# Is this keratosis pilaris?



## Gracecody

Hi there,

My son has had a bad rash on and off for about the last 6 months - since around the time he turned 2. I believe it's Keratosis Pilaris based on what I've seen online, but I am not sure. It started out as some ruddiness on his cheeks, then little pimples on his upper arms, then it spread to cover his entire arms and now his thighs. It doesn't seem to itch or bother him in any other way, but I would like to address it, because I believe it may be a symptom of another problem.

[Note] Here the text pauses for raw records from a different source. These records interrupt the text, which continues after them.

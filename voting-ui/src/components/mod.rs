mod category_card;
mod error_display;
mod loading_spinner;
mod result_tile;
mod status_message;
mod user_badge;

pub use category_card::CategoryCard;
pub use error_display::ErrorDisplay;
pub use loading_spinner::LoadingSpinner;
pub use result_tile::ResultTile;
pub use status_message::StatusMessage;
pub use user_badge::UserBadge;
use serde::{Deserialize, Serialize};
use std::fmt;
use std::str::FromStr;

/// The seven contests of the event, in display order.
#[derive(Debug, Clone, Copy, PartialEq, Eq, PartialOrd, Ord, Hash, Serialize, Deserialize)]
pub enum Category {
    King,
    Queen,
    Prince,
    Princess,
    #[serde(rename = "Best Costume Male")]
    BestCostumeMale,
    #[serde(rename = "Best Costume Female")]
    BestCostumeFemale,
    #[serde(rename = "Best Performance Award")]
    BestPerformanceAward,
}

impl Category {
    pub const ALL: [Category; 7] = [
        Category::King,
        Category::Queen,
        Category::Prince,
        Category::Princess,
        Category::BestCostumeMale,
        Category::BestCostumeFemale,
        Category::BestPerformanceAward,
    ];

    /// Name used on the wire and on screen.
    pub fn as_str(&self) -> &'static str {
        match self {
            Self::King => "King",
            Self::Queen => "Queen",
            Self::Prince => "Prince",
            Self::Princess => "Princess",
            Self::BestCostumeMale => "Best Costume Male",
            Self::BestCostumeFemale => "Best Costume Female",
            Self::BestPerformanceAward => "Best Performance Award",
        }
    }

    pub(crate) fn index(&self) -> usize {
        *self as usize
    }
}

impl fmt::Display for Category {
    fn fmt(&self, f: &mut fmt::Formatter<'_>) -> fmt::Result {
        f.write_str(self.as_str())
    }
}

#[derive(Debug, Clone, PartialEq, Eq, thiserror::Error)]
#[error("unknown category: {0}")]
pub struct UnknownCategory(pub String);

impl FromStr for Category {
    type Err = UnknownCategory;

    fn from_str(s: &str) -> Result<Self, Self::Err> {
        Category::ALL
            .into_iter()
            .find(|c| c.as_str() == s)
            .ok_or_else(|| UnknownCategory(s.to_string()))
    }
}
//! netpath - Network Health Path
//!
//! Runs packet-loss traces on demand and reports the lossy hops to a webhook.

mod config;
mod job;
mod probe;
mod web;

use config::ServerConfig;
use job::{DiagnosticJob, Notifier};
use probe::ProbeRunner;
use web::Server;

use std::sync::Arc;
use tracing_subscriber::{layer::SubscriberExt, util::SubscriberInitExt};

#[tokio::main]
async fn main() -> Result<(), Box<dyn std::error::Error + Send + Sync>> {
    // Initialize logging
    tracing_subscriber::registry()
        .with(tracing_subscriber::fmt::layer())
        .with(tracing_subscriber::EnvFilter::from_default_env()
            .add_directive("netpath=info".parse()?))
        .init();

    // Load configuration
    let cfg = ServerConfig::load();
    tracing::info!("Starting netpath on port {}...", cfg.http_port);

    let runner = ProbeRunner::for_host(&cfg.job);
    tracing::info!(
        "Using {} with a {:?} bound",
        runner.command().program,
        cfg.job.probe_timeout
    );

    let notifier = Notifier::new(cfg.job.webhook_timeout)?;
    let job = Arc::new(DiagnosticJob::new(cfg.job.clone(), runner, notifier));

    // Start web server
    let server = Server::new(cfg, job);
    server.start().await?;

    Ok(())
}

We don't have the budget to take him to an allergist right now, but I do have reason to believe he may have food sensitivities. I have suspected almonds, citrus, dairy and wheat at one time or another but haven't done a full-blown elimination diet with him. I have tried cutting out each thing for a few weeks and didn't notice much of a change. I have tried putting coconut oil and good quality baby cream (Weleda) on him post-bath but it hasn't made any difference. I posted a couple of pictures below that I took today, one of his arm and one of his thigh. Would appreciate any insight on whether you think this is KP or if not, what the other possibilities might be. Thank you!


----------



## luckiest

KP is usually a vitamin A deficiency.

http://holisticsquid.com/do-you-have-chicken-skin-how-to-treat-keratosis-pilaris-naturally/

Liver and cod liver oil are the best sources.


----------